Present the count of lines in the entries below that hold "component", and present nothing else.

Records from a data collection
•••••

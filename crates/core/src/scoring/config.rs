use anyhow::ensure;

/// Score used whenever a category has no usable data.
pub const NEUTRAL_RISK: f64 = 50.0;

const DEFAULT_LOOKBACK_DAYS: u32 = 30;
const DEFAULT_CONCURRENCY: usize = 4;
const WEIGHT_SUM_TOLERANCE: f64 = 1e-9;

/// Production weights of the five sub-scores. Must sum to 1.0.
#[derive(Debug, Clone, Copy, PartialEq)]
pub struct CompositeWeights {
    pub media_sentiment: f64,
    pub regulatory: f64,
    pub complaints: f64,
    pub market: f64,
    pub peer_relative: f64,
}

impl Default for CompositeWeights {
    fn default() -> Self {
        Self {
            media_sentiment: 0.25,
            regulatory: 0.25,
            complaints: 0.20,
            market: 0.15,
            peer_relative: 0.15,
        }
    }
}

impl CompositeWeights {
    pub fn sum(&self) -> f64 {
        self.media_sentiment + self.regulatory + self.complaints + self.market + self.peer_relative
    }

    pub fn validate(&self) -> anyhow::Result<()> {
        for (name, w) in [
            ("media_sentiment", self.media_sentiment),
            ("regulatory", self.regulatory),
            ("complaints", self.complaints),
            ("market", self.market),
            ("peer_relative", self.peer_relative),
        ] {
            ensure!(
                w.is_finite() && (0.0..=1.0).contains(&w),
                "weight {name} must be within 0..=1 (got {w})"
            );
        }
        ensure!(
            (self.sum() - 1.0).abs() <= WEIGHT_SUM_TOLERANCE,
            "composite weights must sum to 1.0 (got {})",
            self.sum()
        );
        ensure!(
            self.peer_relative < 1.0,
            "peer_relative weight must be below 1.0"
        );
        Ok(())
    }
}

/// Weights of the cheap per-peer proxy. The filler term stands in for the categories the proxy
/// does not read.
#[derive(Debug, Clone, Copy, PartialEq)]
pub struct PeerProxyWeights {
    pub media_sentiment: f64,
    pub complaints: f64,
    pub filler: f64,
    pub filler_score: f64,
}

impl Default for PeerProxyWeights {
    fn default() -> Self {
        Self {
            media_sentiment: 0.5,
            complaints: 0.3,
            filler: 0.2,
            filler_score: NEUTRAL_RISK,
        }
    }
}

/// Calibration curves of the normalizers.
#[derive(Debug, Clone, Copy, PartialEq)]
pub struct Calibration {
    /// Complaint count at which the volume component saturates.
    pub complaint_volume_cap: u64,
    pub complaint_volume_share: f64,
    /// Window return (percent) that maps to 0 risk; its negation maps to 100.
    pub market_return_span_pct: f64,
    /// Daily volatility (percent) that maps to 100 risk.
    pub market_volatility_cap: f64,
    pub market_return_share: f64,
    pub filing_share: f64,
    /// Enforcement component when the window holds no action at all.
    pub enforcement_baseline: f64,
    /// Recency-weighted severity sum that maps to 100 risk.
    pub enforcement_saturation: f64,
    pub enforcement_recency_floor: f64,
    pub default_severity: i32,
    /// Relative deviation from the peer average that saturates the peer score.
    pub peer_deviation_span: f64,
    /// Regulatory lookback as a multiple of the composite lookback.
    pub regulatory_lookback_multiplier: u32,
}

impl Default for Calibration {
    fn default() -> Self {
        Self {
            complaint_volume_cap: 500,
            complaint_volume_share: 0.7,
            market_return_span_pct: 10.0,
            market_volatility_cap: 3.0,
            market_return_share: 0.6,
            filing_share: 0.4,
            enforcement_baseline: 10.0,
            enforcement_saturation: 15.0,
            enforcement_recency_floor: 0.1,
            default_severity: 2,
            peer_deviation_span: 0.5,
            regulatory_lookback_multiplier: 3,
        }
    }
}

#[derive(Debug, Clone, Copy, PartialEq)]
pub struct ScoringConfig {
    pub weights: CompositeWeights,
    pub peer_proxy: PeerProxyWeights,
    pub calibration: Calibration,
    pub lookback_days: u32,
    /// Entities scored in parallel by a full run.
    pub concurrency: usize,
}

impl Default for ScoringConfig {
    fn default() -> Self {
        Self {
            weights: CompositeWeights::default(),
            peer_proxy: PeerProxyWeights::default(),
            calibration: Calibration::default(),
            lookback_days: DEFAULT_LOOKBACK_DAYS,
            concurrency: DEFAULT_CONCURRENCY,
        }
    }
}

impl ScoringConfig {
    pub fn from_env() -> anyhow::Result<Self> {
        let mut out = Self::default();

        if let Some(n) = env_parse::<u32>("SCORE_LOOKBACK_DAYS") {
            out.lookback_days = n;
        }
        if let Some(n) = env_parse::<usize>("SCORE_CONCURRENCY") {
            out.concurrency = n;
        }
        if let Some(n) = env_parse::<u64>("SCORE_COMPLAINT_VOLUME_CAP") {
            out.calibration.complaint_volume_cap = n;
        }

        let w = &mut out.weights;
        for (var, slot) in [
            ("SCORE_WEIGHT_MEDIA", &mut w.media_sentiment),
            ("SCORE_WEIGHT_REGULATORY", &mut w.regulatory),
            ("SCORE_WEIGHT_COMPLAINTS", &mut w.complaints),
            ("SCORE_WEIGHT_MARKET", &mut w.market),
            ("SCORE_WEIGHT_PEER", &mut w.peer_relative),
        ] {
            if let Some(v) = env_parse::<f64>(var) {
                *slot = v;
            }
        }

        out.validate()?;
        Ok(out)
    }

    pub fn validate(&self) -> anyhow::Result<()> {
        self.weights.validate()?;
        ensure!(self.lookback_days >= 1, "SCORE_LOOKBACK_DAYS must be >= 1");
        ensure!(self.concurrency >= 1, "SCORE_CONCURRENCY must be >= 1");
        ensure!(
            self.calibration.complaint_volume_cap >= 1,
            "SCORE_COMPLAINT_VOLUME_CAP must be >= 1"
        );
        Ok(())
    }
}

fn env_parse<T: std::str::FromStr>(var: &str) -> Option<T> {
    std::env::var(var).ok().and_then(|s| s.trim().parse::<T>().ok())
}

•••••

_Exercise response:_ 2